(Beginning of AVAILABLE DATA)
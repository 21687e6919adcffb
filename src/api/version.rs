#![forbid(unsafe_code)]

use poem_openapi::{ OpenApi, payload::Json, Object };

// From cargo.toml.
const APP_VERSION: Option<&str> = option_env!("CARGO_PKG_VERSION");

// ***************************************************************************
//                          Request/Response Definiions
// ***************************************************************************
pub struct VersionApi;

#[derive(Object)]
struct RespVersion
{
    result_code: String,
    result_msg: String,
    app_version: String,
    git_branch: String,
    git_commit: String,
    git_dirty: String,
    source_ts: String,
    rustc_version: String,
}

// ***************************************************************************
//                             OpenAPI Endpoint
// ***************************************************************************
#[OpenApi]
impl VersionApi {
    #[oai(path = "/app/version", method = "get")]
    async fn get_version(&self) -> Json<RespVersion> {
        Json(RespVersion::process())
    }
}

// ***************************************************************************
//                          Request/Response Methods
// ***************************************************************************
impl RespVersion {
    fn process() -> RespVersion {
        Self {
            result_code: "0".to_string(),
            result_msg: "success".to_string(),
            app_version: APP_VERSION.unwrap_or("unknown").to_string(),
            git_branch: env!("GIT_BRANCH").to_string(),
            git_commit: env!("GIT_COMMIT_SHORT").to_string(),
            git_dirty: env!("GIT_DIRTY").to_string(),
            source_ts: env!("SOURCE_TIMESTAMP").to_string(),
            rustc_version: env!("RUSTC_VERSION").to_string(),
        }
    }
}
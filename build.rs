#![forbid(unsafe_code)]

// Builds outside a git checkout (source tarballs, containers) still need
// these variables, so each lookup falls back to "unknown".
fn main() {
    let branch = build_data::get_git_branch().unwrap_or_else(|_| "unknown".to_string());
    let commit = build_data::get_git_commit_short().unwrap_or_else(|_| "unknown".to_string());
    let dirty = build_data::get_git_dirty()
        .map(|d| d.to_string())
        .unwrap_or_else(|_| "unknown".to_string());
    let source_ts = build_data::get_source_time()
        .map(build_data::format_timestamp)
        .unwrap_or_else(|_| "unknown".to_string());
    let rustc = build_data::get_rustc_version().unwrap_or_else(|_| "unknown".to_string());

    println!("cargo:rustc-env=GIT_BRANCH={}", branch);
    println!("cargo:rustc-env=GIT_COMMIT_SHORT={}", commit);
    println!("cargo:rustc-env=GIT_DIRTY={}", dirty);
    println!("cargo:rustc-env=SOURCE_TIMESTAMP={}", source_ts);
    println!("cargo:rustc-env=RUSTC_VERSION={}", rustc);
}
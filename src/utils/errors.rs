#![forbid(unsafe_code)]

use serde::Serialize;
use thiserror::Error;

/// Error enumerates the errors returned by this application.
#[derive(Error, Debug)]
pub enum Errors {
    /// Input parameter logging.
    #[error("prompt_server input parameters:\n{}", .0)]
    InputParms(String),

    /// Inaccessible logger configuration file.
    #[error("Unable to access the Log4rs configuration file: {}", .0)]
    Log4rsInitialization(String),

    #[error("Reading application configuration file: {}", .0)]
    ReadingConfigFile(String),

    #[error("Unable to parse TOML file: {}", .0)]
    TOMLParseError(String),

    #[error("Invalid configuration: {}", .0)]
    InvalidConfig(String),
}

// ***************************************************************************
//                             HTTP Error Payload
// ***************************************************************************
/// The json body of every non-2xx response.
#[derive(Serialize, Debug, Clone, PartialEq, Eq)]
pub struct HttpResult {
    pub error: String,
}

impl HttpResult {
    pub fn new(error: String) -> Self {
        Self { error }
    }
}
(End of AVAILABLE DATA)
» PROBLEM DESCRIPTION
Would you restate the records word for word?

» ANSWER TO THIS TASK
repository 21687e6919adcffb
filename src/api/version.rs
#![forbid(unsafe_code)]

use poem_openapi::{ OpenApi, payload::Json, Object };

// From cargo.toml.
const APP_VERSION: Option<&str> = option_env!("CARGO_PKG_VERSION");

// ***************************************************************************
//                          Request/Response Definiions
// ***************************************************************************
pub struct VersionApi;

#[derive(Object)]
struct RespVersion
{
    result_code: String,
    result_msg: String,
    app_version: String,
    git_branch: String,
    git_commit: String,
    git_dirty: String,
    source_ts: String,
    rustc_version: String,
}

// ***************************************************************************
//                             OpenAPI Endpoint
// ***************************************************************************
#[OpenApi]
impl VersionApi {
    #[oai(path = "/app/version", method = "get")]
    async fn get_version(&self) -> Json<RespVersion> {
        Json(RespVersion::process())
    }
}

// ***************************************************************************
//                          Request/Response Methods
// ***************************************************************************
impl RespVersion {
    fn process() -> RespVersion {
        Self {
            result_code: "0".to_string(),
            result_msg: "success".to_string(),
            app_version: APP_VERSION.unwrap_or("unknown").to_string(),
            git_branch: env!("GIT_BRANCH").to_string(),
            git_commit: env!("GIT_COMMIT_SHORT").to_string(),
            git_dirty: env!("GIT_DIRTY").to_string(),
            source_ts: env!("SOURCE_TIMESTAMP").to_string(),
            rustc_version: env!("RUSTC_VERSION").to_string(),
        }
    }
}
filename build.rs
#![forbid(unsafe_code)]

// Builds outside a git checkout (source tarballs, containers) still need
// these variables, so each lookup falls back to "unknown".
fn main() {
    let branch = build_data::get_git_branch().unwrap_or_else(|_| "unknown".to_string());
    let commit = build_data::get_git_commit_short().unwrap_or_else(|_| "unknown".to_string());
    let dirty = build_data::get_git_dirty()
        .map(|d| d.to_string())
        .unwrap_or_else(|_| "unknown".to_string());
    let source_ts = build_data::get_source_time()
        .map(build_data::format_timestamp)
        .unwrap_or_else(|_| "unknown".to_string());
    let rustc = build_data::get_rustc_version().unwrap_or_else(|_| "unknown".to_string());

    println!("cargo:rustc-env=GIT_BRANCH={}", branch);
    println!("cargo:rustc-env=GIT_COMMIT_SHORT={}", commit);
    println!("cargo:rustc-env=GIT_DIRTY={}", dirty);
    println!("cargo:rustc-env=SOURCE_TIMESTAMP={}", source_ts);
    println!("cargo:rustc-env=RUSTC_VERSION={}", rustc);
}
filename src/utils/errors.rs
#![forbid(unsafe_code)]

use serde::Serialize;
use thiserror::Error;

/// Error enumerates the errors returned by this application.
#[derive(Error, Debug)]
pub enum Errors {
    /// Input parameter logging.
    #[error("prompt_server input parameters:\n{}", .0)]
    InputParms(String),

    /// Inaccessible logger configuration file.
    #[error("Unable to access the Log4rs configuration file: {}", .0)]
    Log4rsInitialization(String),

    #[error("Reading application configuration file: {}", .0)]
    ReadingConfigFile(String),

    #[error("Unable to parse TOML file: {}", .0)]
    TOMLParseError(String),

    #[error("Invalid configuration: {}", .0)]
    InvalidConfig(String),
}

// ***************************************************************************
//                             HTTP Error Payload
// ***************************************************************************
/// The json body of every non-2xx response.
#[derive(Serialize, Debug, Clone, PartialEq, Eq)]
pub struct HttpResult {
    pub error: String,
}

impl HttpResult {
    pub fn new(error: String) -> Self {
        Self { error }
    }
}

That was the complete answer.